Biden’s age, his record on criminal justice policies, and his mistreatment of Anita Hill during the Supreme Court confirmation hearings for Clarence Thomas, all make him a less than ideal embodiment of the American story he now needs to tell.

Yet he made a good start in his June 2 Philadelphia speech on the protests. He said that American history “isn’t a fairy tale with a guaranteed happy ending,” but rather a battle, never finally won, to “become the nation where all men and women are not only created equal — but treated equally.” He sought to unite Americans around that sense of unfulfilled common purpose by addressing “systemic racism,” “real police reform,” “growing economic inequality,” and the failures in American health care. He did not look back to a mythic American past, but ahead, towards building an America that will be “better than it was,” and by seeking (in an echo of the preamble of the Constitution and the First Inaugural address of Abraham Lincoln) to “make this imperfect Union as perfect as we can.”

Biden’s story, like that of Lincoln and Obama before him, envisions America as a great historic project, grounded in the best aspirations of the Declaration of Independence and the Constitution, which Americans today must carry forward in ways that benefit all but those clinging to past privileges. His candidacy has the potential to unite many working- and middle-class white people with people of color and many progressives, given Biden’s existing credibility with the first two groups and his potential advocacy of programs that may attract the third.
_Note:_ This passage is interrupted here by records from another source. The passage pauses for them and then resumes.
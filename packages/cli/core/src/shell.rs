/* packages/cli/core/src/shell.rs */

// Script-runtime helpers shared by the prerender subprocess collaborators.

use std::process::Command;

/// Check if a command exists on PATH.
pub(crate) fn which_exists(cmd: &str) -> bool {
  Command::new("which")
    .arg(cmd)
    .stdout(std::process::Stdio::null())
    .stderr(std::process::Stdio::null())
    .status()
    .map(|s| s.success())
    .unwrap_or(false)
}

/// Pick the script runtime used to talk to application bundles.
pub(crate) fn script_runtime() -> &'static str {
  if which_exists("bun") { "bun" } else { "node" }
}

/// Arguments for evaluating an inline ESM snippet under the chosen runtime.
/// Node needs --input-type=module for `import` inside -e; bun does not.
pub(crate) fn eval_module_args<'a>(runtime: &str, script: &'a str) -> Vec<&'a str> {
  if runtime == "node" { vec!["--input-type=module", "-e", script] } else { vec!["-e", script] }
}
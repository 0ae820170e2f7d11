/* packages/cli/core/src/prerender/mod.rs */

// Static prerender pipeline: route resolution, concurrent sub-builds, and
// per-locale rendering of every resolved route.

mod builder;
mod bundle;
mod render;
mod routes;
mod shard;


use std::collections::HashSet;
use std::path::Path;

use anyhow::{bail, Result};

use crate::config::VeneerConfig;
use crate::ui;

use builder::ProcessTargetBuilder;
use bundle::NodeBundleLoader;
use render::render_routes;
use routes::{resolve_routes, NodeRouteExtractor, RouteRequestOptions};
use shard::default_shard_count;

/// Resolve the route set from the configured sources.
pub fn resolve_configured_routes(config: &VeneerConfig, base_dir: &Path) -> Result<Vec<String>> {
  let options = RouteRequestOptions {
    routes: config.prerender.routes.clone(),
    routes_file: config.prerender.routes_file.as_ref().map(|file| base_dir.join(file)),
    guess_routes: config.prerender.guess_routes,
  };
  let tsconfig = config.prerender.tsconfig.as_ref().map(|t| base_dir.join(t));
  resolve_routes(&options, tsconfig.as_deref(), &NodeRouteExtractor::new())
}

// -- Entry point for `veneer prerender` --

pub async fn run_prerender(
  config: &VeneerConfig,
  base_dir: &Path,
  route_overrides: &[String],
  workers_override: Option<usize>,
) -> Result<()> {
  ui::banner("prerender", Some(&config.project.name));

  ui::step(1, 2, "Resolving routes");
  let routes = if route_overrides.is_empty() {
    resolve_configured_routes(config, base_dir)?
  } else {
    ui::warn("--route given; configured route sources are ignored");
    let mut seen = HashSet::new();
    route_overrides.iter().filter(|route| seen.insert((*route).clone())).cloned().collect()
  };
  for route in &routes {
    ui::detail(route);
  }
  ui::blank();

  ui::step(2, 2, "Building targets and rendering");
  let builder = ProcessTargetBuilder::new(base_dir, config.targets.clone(), config.i18n.as_ref());
  let loader = NodeBundleLoader::new();
  let workers =
    workers_override.or(config.prerender.workers).unwrap_or_else(default_shard_count);
  let artifact = render_routes(&builder, &loader, "browser", "server", &routes, workers).await?;
  if !artifact.success {
    ui::fail("build failed; nothing was rendered");
    bail!("prerender aborted by a failing sub-build");
  }
  ui::blank();
  ui::ok(&format!(
    "prerendered {} route(s) into {} output dir(s)",
    routes.len(),
    artifact.output_paths.len()
  ));
  Ok(())
}
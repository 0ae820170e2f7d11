/* packages/cli/core/src/ui.rs */

pub const RESET: &str = "\x1b[0m";
pub const BOLD: &str = "\x1b[1m";
pub const DIM: &str = "\x1b[2m";
pub const RED: &str = "\x1b[31m";
pub const GREEN: &str = "\x1b[32m";
pub const YELLOW: &str = "\x1b[33m";

const VERSION: &str = env!("CARGO_PKG_VERSION");

pub fn ok(msg: &str) {
  println!("  {GREEN}\u{2713}{RESET} {msg}");
}

pub fn fail(msg: &str) {
  println!("  {RED}\u{2717}{RESET} {msg}");
}

pub fn step(n: u32, total: u32, msg: &str) {
  println!("  {BOLD}[{n}/{total}]{RESET} {msg}...");
}

pub fn detail(msg: &str) {
  println!("        {msg}");
}

pub fn detail_ok(msg: &str) {
  println!("        {GREEN}\u{2713}{RESET} {msg}");
}

pub fn warn(msg: &str) {
  println!("  {YELLOW}warning{RESET}: {msg}");
}

/// Error channel: goes to stderr so piped route listings stay clean.
pub fn error(msg: &str) {
  eprintln!("  {RED}error{RESET}: {msg}");
}

pub fn banner(cmd: &str, project: Option<&str>) {
  println!();
  match project {
    Some(name) => println!("  {BOLD}Veneer{RESET} {cmd} {name} {DIM}v{VERSION}{RESET}"),
    None => println!("  {BOLD}Veneer{RESET} {cmd} {DIM}v{VERSION}{RESET}"),
  }
  println!();
}

pub fn format_size(bytes: u64) -> String {
  if bytes >= 1_000_000 {
    format!("{:.1} MB", bytes as f64 / 1_000_000.0)
  } else if bytes >= 1_000 {
    format!("{:.1} kB", bytes as f64 / 1_000.0)
  } else {
    format!("{bytes} B")
  }
}

pub fn blank() {
  println!();
}
/* packages/cli/core/src/config/loader.rs */

use std::path::{Path, PathBuf};

use anyhow::{bail, Context, Result};

use super::VeneerConfig;

/// Walk upward from `start` to find `veneer.toml`, like Cargo.toml discovery
pub fn find_veneer_config(start: &Path) -> Result<PathBuf> {
  let mut dir =
    start.canonicalize().with_context(|| format!("failed to canonicalize {}", start.display()))?;
  loop {
    let candidate = dir.join("veneer.toml");
    if candidate.is_file() {
      return Ok(candidate);
    }
    if !dir.pop() {
      bail!("veneer.toml not found (searched upward from {})", start.display());
    }
  }
}

pub fn load_veneer_config(path: &Path) -> Result<VeneerConfig> {
  let content =
    std::fs::read_to_string(path).with_context(|| format!("failed to read {}", path.display()))?;
  let config: VeneerConfig =
    toml::from_str(&content).with_context(|| format!("failed to parse {}", path.display()))?;
  if let Some(ref i18n) = config.i18n {
    i18n.validate()?;
  }
  Ok(config)
}
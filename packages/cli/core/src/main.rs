/* packages/cli/core/src/main.rs */

mod config;
mod prerender;
mod shell;
mod ui;

use std::path::PathBuf;

use anyhow::{bail, Context, Result};
use clap::{Parser, Subcommand};

use config::{find_veneer_config, load_veneer_config, VeneerConfig};

#[derive(Parser)]
#[command(name = "veneer", about = "Veneer static prerender CLI")]
struct Cli {
  #[command(subcommand)]
  command: Command,
}

#[derive(Subcommand)]
enum Command {
  /// Build both app targets and render every resolved route to static HTML
  Prerender {
    /// Path to veneer.toml (auto-detected if omitted)
    #[arg(short, long)]
    config: Option<PathBuf>,
    /// Render only these routes, bypassing the configured sources
    #[arg(short, long = "route")]
    routes: Vec<String>,
    /// Number of parallel render workers
    #[arg(short, long)]
    workers: Option<usize>,
  },
  /// Print the resolved route set without building anything
  Routes {
    /// Path to veneer.toml (auto-detected if omitted)
    #[arg(short, long)]
    config: Option<PathBuf>,
  },
}

/// Resolve config path (explicit or auto-detected) and parse it
fn resolve_config(explicit: Option<PathBuf>) -> Result<(PathBuf, VeneerConfig)> {
  let path = match explicit {
    Some(p) => p,
    None => {
      let cwd = std::env::current_dir().context("failed to get cwd")?;
      find_veneer_config(&cwd)?
    }
  };
  let config = load_veneer_config(&path)?;
  Ok((path, config))
}

fn base_dir(config_path: &std::path::Path) -> Result<PathBuf> {
  Ok(config_path.parent().context("config path has no parent directory")?.to_path_buf())
}

#[tokio::main]
async fn main() -> Result<()> {
  let cli = Cli::parse();

  match cli.command {
    Command::Prerender { config, routes, workers } => {
      let (path, config) = resolve_config(config)?;
      let base_dir = base_dir(&path)?;
      prerender::run_prerender(&config, &base_dir, &routes, workers).await
    }
    Command::Routes { config } => {
      let (path, config) = resolve_config(config)?;
      let base_dir = base_dir(&path)?;
      let routes = prerender::resolve_configured_routes(&config, &base_dir)?;
      if routes.is_empty() {
        bail!("no routes to render");
      }
      for route in routes {
        println!("{route}");
      }
      Ok(())
    }
  }
}
/* packages/cli/core/src/prerender/shard.rs */

// Round-robin partitioner used to stripe route batches across render workers.

/// Split `items` into at most `max_shards` shards. Shard `i` takes every item
/// whose original index is congruent to `i` modulo the shard count, so shard
/// sizes never differ by more than one and relative order is kept within each
/// shard. A non-positive `max_shards` yields no shards at all.
pub fn shard_array<T: Clone>(items: &[T], max_shards: i64) -> Vec<Vec<T>> {
  let effective = max_shards.min(items.len() as i64);
  if effective <= 0 {
    return Vec::new();
  }
  let effective = effective as usize;
  (0..effective).map(|i| items.iter().skip(i).step_by(effective).cloned().collect()).collect()
}

/// Default shard count: available parallelism minus one, floor 1. Kept as an
/// explicit function so callers never read host state inline.
pub fn default_shard_count() -> usize {
  std::thread::available_parallelism().map(|n| n.get()).unwrap_or(2).saturating_sub(1).max(1)
}
/* packages/cli/core/src/prerender/bundle.rs */

// The server-bundle boundary: a loaded bundle exposes its export names and a
// render capability. Which render convention applies is decided here by
// probing the symbol table, newest convention first.

use std::path::{Path, PathBuf};

use anyhow::{bail, Context, Result};
use tokio::io::AsyncWriteExt;
use tokio::process::Command;

use crate::shell::{eval_module_args, script_runtime};

/// The two supported export pairings of a render-capable server bundle.
#[derive(Debug, Clone, Copy, PartialEq, Eq)]
pub enum RenderConvention {
  /// `renderModule` + `AppServerModule` (current)
  Module,
  /// `renderModuleFactory` + `AppServerModuleNgFactory` (legacy)
  ModuleFactory,
}

pub trait ServerBundle {
  fn has_export(&self, name: &str) -> bool;
  async fn render(&self, convention: RenderConvention, document: &str, url: &str)
  -> Result<String>;
}

pub trait BundleLoader {
  type Bundle: ServerBundle;
  async fn load(&self, path: &Path) -> Result<Self::Bundle>;
}

/// Probe a loaded bundle for a supported render convention. A bundle with
/// neither pairing was not built in a render-compatible shape, which is
/// fatal rather than per-route.
pub(crate) fn probe_render_convention(
  bundle: &impl ServerBundle,
  path: &Path,
) -> Result<RenderConvention> {
  if bundle.has_export("renderModule") && bundle.has_export("AppServerModule") {
    Ok(RenderConvention::Module)
  } else if bundle.has_export("renderModuleFactory")
    && bundle.has_export("AppServerModuleNgFactory")
  {
    Ok(RenderConvention::ModuleFactory)
  } else {
    bail!(
      "server bundle {} exports neither renderModule/AppServerModule nor \
       renderModuleFactory/AppServerModuleNgFactory",
      path.display()
    )
  }
}

// -- Production loader: dynamic import via the script runtime --

const LIST_EXPORTS_SCRIPT: &str = r#"
import { pathToFileURL } from 'node:url';
const bundle = await import(pathToFileURL(process.argv[1]).href);
process.stdout.write(JSON.stringify(Object.keys(bundle)));
"#;

const RENDER_SCRIPT: &str = r#"
import { pathToFileURL } from 'node:url';
const chunks = [];
for await (const chunk of process.stdin) chunks.push(chunk);
const request = JSON.parse(Buffer.concat(chunks).toString('utf8'));
const bundle = await import(pathToFileURL(request.bundle).href);
const options = { document: request.document, url: request.url };
const html = request.convention === 'module-factory'
  ? await bundle.renderModuleFactory(bundle.AppServerModuleNgFactory, options)
  : await bundle.renderModule(bundle.AppServerModule, options);
process.stdout.write(html);
"#;

pub struct NodeBundleLoader {
  runtime: &'static str,
}

impl NodeBundleLoader {
  pub fn new() -> Self {
    Self { runtime: script_runtime() }
  }
}

impl Default for NodeBundleLoader {
  fn default() -> Self {
    Self::new()
  }
}

impl BundleLoader for NodeBundleLoader {
  type Bundle = NodeServerBundle;

  async fn load(&self, path: &Path) -> Result<NodeServerBundle> {
    let output = Command::new(self.runtime)
      .args(eval_module_args(self.runtime, LIST_EXPORTS_SCRIPT))
      .arg(path)
      .output()
      .await
      .with_context(|| format!("failed to spawn {} to load {}", self.runtime, path.display()))?;
    if !output.status.success() {
      let stderr = String::from_utf8_lossy(&output.stderr);
      bail!("failed to load server bundle {}:\n{stderr}", path.display());
    }
    let exports: Vec<String> = serde_json::from_slice(&output.stdout)
      .with_context(|| format!("invalid export listing from {}", path.display()))?;
    Ok(NodeServerBundle { runtime: self.runtime, path: path.to_path_buf(), exports })
  }
}

/// A server bundle reachable through the script runtime. Each render is one
/// short-lived process fed a JSON request on stdin, HTML on stdout.
pub struct NodeServerBundle {
  runtime: &'static str,
  path: PathBuf,
  exports: Vec<String>,
}

impl ServerBundle for NodeServerBundle {
  fn has_export(&self, name: &str) -> bool {
    self.exports.iter().any(|export| export == name)
  }

  async fn render(
    &self,
    convention: RenderConvention,
    document: &str,
    url: &str,
  ) -> Result<String> {
    let request = serde_json::json!({
      "bundle": self.path.to_string_lossy(),
      "convention": match convention {
        RenderConvention::Module => "module",
        RenderConvention::ModuleFactory => "module-factory",
      },
      "document": document,
      "url": url,
    });
    let mut cmd = Command::new(self.runtime);
    cmd.args(eval_module_args(self.runtime, RENDER_SCRIPT));
    cmd.stdin(std::process::Stdio::piped());
    cmd.stdout(std::process::Stdio::piped());
    cmd.stderr(std::process::Stdio::piped());
    let mut child =
      cmd.spawn().with_context(|| format!("failed to spawn {} to render {url}", self.runtime))?;
    let payload = serde_json::to_vec(&request).context("failed to encode render request")?;
    if let Some(mut stdin) = child.stdin.take() {
      stdin.write_all(&payload).await.context("failed to send render request")?;
    }
    let output =
      child.wait_with_output().await.with_context(|| format!("render of {url} failed"))?;
    if !output.status.success() {
      let stderr = String::from_utf8_lossy(&output.stderr);
      bail!("rendering {url} with {} failed:\n{stderr}", self.path.display());
    }
    String::from_utf8(output.stdout).with_context(|| format!("render of {url} was not UTF-8"))
  }
}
To succeed, Biden must hit hard on how Trump’s story expresses the worst American traditions, instead of the best. He must persuade voters that he personally is now truly committed to needed major changes. And he must spell out concrete policies that make the contrast with Trump clear, and the promise of a better future tangible to all Americans.
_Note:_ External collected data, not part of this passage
//! Redis coordination back-end
//!
//! Coordinates through any Redis-compatible server with a hand-rolled RESP
//! client. The mutex is a `SET NX PX` key carrying a per-session token; a
//! background task refreshes the TTL while the lock is held, so a crashed
//! agent loses the lock one TTL after its last refresh.

use std::sync::Arc;
use std::sync::atomic::{AtomicBool, Ordering};
use std::time::{Duration, SystemTime, UNIX_EPOCH};

use bytes::{BufMut, BytesMut};
use tokio::io::{AsyncBufReadExt, AsyncReadExt, AsyncWriteExt, BufStream};
use tokio::net::TcpStream;
use tokio::sync::Mutex;
use tokio::time::{interval, timeout};
use tokio_util::sync::CancellationToken;

use super::{DEFAULT_DIAL_TIMEOUT, DEFAULT_OP_TIMEOUT, MUTEX_NAME, Storage};
use crate::error::{Error, Result};

/// Single RESP reply relevant to the coordination protocol.
#[derive(Debug, PartialEq, Eq)]
enum Reply {
    Simple(String),
    Error(String),
    Integer(i64),
    Bulk(Option<Vec<u8>>),
}

pub struct RedisStorage {
    inner: Arc<Inner>,
}

struct Inner {
    addr: String,
    token: String,
    ttl_ms: u64,
    conn: Mutex<Option<BufStream<TcpStream>>>,
    held: AtomicBool,
}

impl RedisStorage {
    pub async fn connect(
        bootstrap: &str,
        ttl: Duration,
        shutdown: CancellationToken,
    ) -> Result<Self> {
        let addr = bootstrap
            .split(',')
            .map(str::trim)
            .next()
            .filter(|s| !s.is_empty())
            .ok_or_else(|| Error::Storage("empty bootstrap".to_string()))?
            .to_string();

        let inner = Arc::new(Inner {
            addr,
            token: session_token(),
            ttl_ms: ttl.as_millis() as u64,
            conn: Mutex::new(None),
            held: AtomicBool::new(false),
        });

        // Fail fast when the coordination service is unreachable.
        {
            let mut conn = inner.conn.lock().await;
            inner.ensure_conn(&mut conn).await?;
        }

        // Refresh the lock TTL while held; release the lock on shutdown.
        let keepalive = inner.clone();
        tokio::spawn(async move {
            let period = (ttl / 3).max(Duration::from_millis(500));
            let mut tick = interval(period);
            loop {
                tokio::select! {
                    _ = shutdown.cancelled() => {
                        if keepalive.held.load(Ordering::Acquire) {
                            let _ = keepalive.unlock_guarded().await;
                        }
                        return;
                    }
                    _ = tick.tick() => {
                        if keepalive.held.load(Ordering::Acquire) {
                            keepalive.refresh_lease().await;
                        }
                    }
                }
            }
        });

        Ok(Self { inner })
    }
}

impl Inner {
    async fn ensure_conn<'a>(
        &self,
        guard: &'a mut Option<BufStream<TcpStream>>,
    ) -> Result<&'a mut BufStream<TcpStream>> {
        if guard.is_none() {
            log::debug!("connecting to {}", self.addr);
            let stream = timeout(DEFAULT_DIAL_TIMEOUT, TcpStream::connect(&self.addr))
                .await
                .map_err(|_| Error::Storage(format!("dial timeout: {}", self.addr)))?
                .map_err(|e| Error::Storage(format!("dial {}: {}", self.addr, e)))?;
            *guard = Some(BufStream::new(stream));
        }
        match guard.as_mut() {
            Some(stream) => Ok(stream),
            None => Err(Error::Storage("no connection".to_string())),
        }
    }

    /// Send one command and read one reply. The connection is dropped on any
    /// I/O error so the next call re-dials.
    async fn command(&self, args: &[&[u8]]) -> Result<Reply> {
        let mut guard = self.conn.lock().await;
        let stream = self.ensure_conn(&mut guard).await?;

        let payload = encode_command(args);
        let io = async {
            stream.write_all(&payload).await?;
            stream.flush().await?;
            read_reply(stream).await
        };
        match io.await {
            Ok(reply) => Ok(reply),
            Err(e) => {
                *guard = None;
                Err(e)
            }
        }
    }

    async fn refresh_lease(&self) {
        let ttl = self.ttl_ms.to_string();
        let result = timeout(
            DEFAULT_OP_TIMEOUT,
            self.command(&[b"PEXPIRE", MUTEX_NAME.as_bytes(), ttl.as_bytes()]),
        )
        .await;
        match result {
            Ok(Ok(Reply::Integer(1))) => {}
            Ok(Ok(Reply::Integer(_))) => {
                log::error!("mutex lease expired before refresh");
                self.held.store(false, Ordering::Release);
            }
            Ok(Ok(reply)) => log::error!("unexpected refresh reply: {:?}", reply),
            Ok(Err(e)) => log::error!("lease refresh error: {}", e),
            Err(_) => log::error!("lease refresh timeout"),
        }
    }

    /// Delete the lock key only when it still carries this session's token.
    async fn unlock_guarded(&self) -> Result<()> {
        self.held.store(false, Ordering::Release);
        let owner = match self.command(&[b"GET", MUTEX_NAME.as_bytes()]).await? {
            Reply::Bulk(owner) => owner,
            reply => return Err(Error::Storage(format!("unexpected reply: {:?}", reply))),
        };
        if owner.as_deref() != Some(self.token.as_bytes()) {
            return Err(Error::Storage(
                "mutex is not held by this session".to_string(),
            ));
        }
        match self.command(&[b"DEL", MUTEX_NAME.as_bytes()]).await? {
            Reply::Integer(_) => Ok(()),
            reply => Err(Error::Storage(format!("unexpected reply: {:?}", reply))),
        }
    }
}

#[async_trait::async_trait]
impl Storage for RedisStorage {
    async fn mutex_try_lock(&self) -> Result<bool> {
        log::trace!("trying to lock");
        if self.inner.held.load(Ordering::Acquire) {
            return Ok(true);
        }

        let ttl = self.inner.ttl_ms.to_string();
        let result = timeout(
            DEFAULT_OP_TIMEOUT,
            self.inner.command(&[
                b"SET",
                MUTEX_NAME.as_bytes(),
                self.inner.token.as_bytes(),
                b"NX",
                b"PX",
                ttl.as_bytes(),
            ]),
        )
        .await;

        match result {
            Ok(Ok(Reply::Simple(s))) if s == "OK" => {
                self.inner.held.store(true, Ordering::Release);
                log::trace!("locked");
                Ok(true)
            }
            // Nil reply: the mutex is held by another session.
            Ok(Ok(Reply::Bulk(None))) => Ok(false),
            Ok(Ok(reply)) => Err(Error::Storage(format!("unexpected reply: {:?}", reply))),
            Ok(Err(e)) => {
                log::error!("lock error: {}", e);
                Err(e)
            }
            // Deadline exceeded is contention, not an error.
            Err(_) => Ok(false),
        }
    }

    async fn mutex_unlock(&self) -> Result<()> {
        log::trace!("unlocking");
        timeout(DEFAULT_OP_TIMEOUT, self.inner.unlock_guarded())
            .await
            .map_err(|_| Error::Storage("unlock timeout".to_string()))?
            .map_err(|e| {
                log::error!("unlock error: {}", e);
                e
            })
    }

    async fn dictionary_put(&self, key: &[u8], value: &[u8]) -> Result<()> {
        log::trace!("dictionary put");
        let reply = timeout(
            DEFAULT_OP_TIMEOUT,
            self.inner.command(&[b"SET", key, value]),
        )
        .await
        .map_err(|_| Error::Storage("put timeout".to_string()))??;
        match reply {
            Reply::Simple(s) if s == "OK" => Ok(()),
            reply => Err(Error::Storage(format!("unexpected reply: {:?}", reply))),
        }
    }

    async fn dictionary_get(&self, key: &[u8]) -> Result<Option<Vec<u8>>> {
        log::trace!("dictionary get");
        let reply = timeout(DEFAULT_OP_TIMEOUT, self.inner.command(&[b"GET", key]))
            .await
            .map_err(|_| Error::Storage("get timeout".to_string()))??;
        match reply {
            Reply::Bulk(value) => Ok(value),
            reply => Err(Error::Storage(format!("unexpected reply: {:?}", reply))),
        }
    }

    async fn dictionary_remove(&self, key: &[u8]) -> Result<()> {
        log::trace!("dictionary remove");
        let reply = timeout(DEFAULT_OP_TIMEOUT, self.inner.command(&[b"DEL", key]))
            .await
            .map_err(|_| Error::Storage("remove timeout".to_string()))??;
        match reply {
            Reply::Integer(_) => Ok(()),
            reply => Err(Error::Storage(format!("unexpected reply: {:?}", reply))),
        }
    }
}

/// Encode a command as a RESP array of bulk strings.
fn encode_command(args: &[&[u8]]) -> BytesMut {
    let mut out = BytesMut::with_capacity(64);
    out.put_slice(format!("*{}\r\n", args.len()).as_bytes());
    for arg in args {
        out.put_slice(format!("${}\r\n", arg.len()).as_bytes());
        out.put_slice(arg);
        out.put_slice(b"\r\n");
    }
    out
}

/// Read a single reply from the stream.
async fn read_reply<S>(stream: &mut S) -> Result<Reply>
where
    S: AsyncBufReadExt + AsyncReadExt + Unpin,
{
    let mut line = String::new();
    let n = stream
        .read_line(&mut line)
        .await
        .map_err(|e| Error::Storage(format!("read error: {}", e)))?;
    if n == 0 {
        return Err(Error::Storage("connection closed".to_string()));
    }
    let line = line.trim_end();

    match line.as_bytes().first() {
        Some(b'+') => Ok(Reply::Simple(line[1..].to_string())),
        Some(b'-') => Ok(Reply::Error(line[1..].to_string())),
        Some(b':') => line[1..]
            .parse()
            .map(Reply::Integer)
            .map_err(|_| Error::Storage(format!("bad integer reply: {}", line))),
        Some(b'$') => {
            let len: i64 = line[1..]
                .parse()
                .map_err(|_| Error::Storage(format!("bad bulk header: {}", line)))?;
            if len < 0 {
                return Ok(Reply::Bulk(None));
            }
            let mut buf = vec![0u8; len as usize + 2];
            stream
                .read_exact(&mut buf)
                .await
                .map_err(|e| Error::Storage(format!("read error: {}", e)))?;
            buf.truncate(len as usize);
            Ok(Reply::Bulk(Some(buf)))
        }
        _ => Err(Error::Storage(format!("unexpected reply: {}", line))),
    }
}

/// Session token carried by the lock key; unique per agent process.
fn session_token() -> String {
    let nanos = SystemTime::now()
        .duration_since(UNIX_EPOCH)
        .unwrap_or_default()
        .as_nanos();
    format!("{}-{:x}", std::process::id(), nanos)
}

#[cfg(test)]
mod tests {
    use super::*;

    #[test]
    fn test_encode_command() {
        let out = encode_command(&[b"SET", b"pg", b"token", b"NX", b"PX", b"5000"]);
        assert_eq!(
            &out[..],
            b"*6\r\n$3\r\nSET\r\n$2\r\npg\r\n$5\r\ntoken\r\n$2\r\nNX\r\n$2\r\nPX\r\n$4\r\n5000\r\n"
        );
    }

    #[tokio::test]
    async fn test_read_simple_and_integer() {
        let mut input: &[u8] = b"+OK\r\n:1\r\n";
        assert_eq!(
            read_reply(&mut input).await.unwrap(),
            Reply::Simple("OK".to_string())
        );
        assert_eq!(read_reply(&mut input).await.unwrap(), Reply::Integer(1));
    }

    #[tokio::test]
    async fn test_read_bulk() {
        let mut input: &[u8] = b"$5\r\nhello\r\n$-1\r\n";
        assert_eq!(
            read_reply(&mut input).await.unwrap(),
            Reply::Bulk(Some(b"hello".to_vec()))
        );
        assert_eq!(read_reply(&mut input).await.unwrap(), Reply::Bulk(None));
    }

    #[tokio::test]
    async fn test_read_error_reply() {
        let mut input: &[u8] = b"-ERR unknown command\r\n";
        assert_eq!(
            read_reply(&mut input).await.unwrap(),
            Reply::Error("ERR unknown command".to_string())
        );
    }

    #[test]
    fn test_session_tokens_are_unique() {
        assert_ne!(session_token(), session_token());
    }
}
Still, these are early days. Biden is fond of saying this election is a battle for the soul of the nation, and like the title of my most recent book, he often says of Trump’s vision, it’s not “who we are.”

But as I argue in my book, and as Biden acknowledges, “who we are” is something a people in our democracy gets to decide for itself when it elects a President. If Biden in 2020 fails to appeal to the better angels of our nature, then Donald Trump will have four more years to sow division and discord — and America will have chosen a vision of itself that is mean, even vicious.


Rogers M. Smith is the Christopher Browne Distinguished Professor of Political Science at the University of Pennsylvania.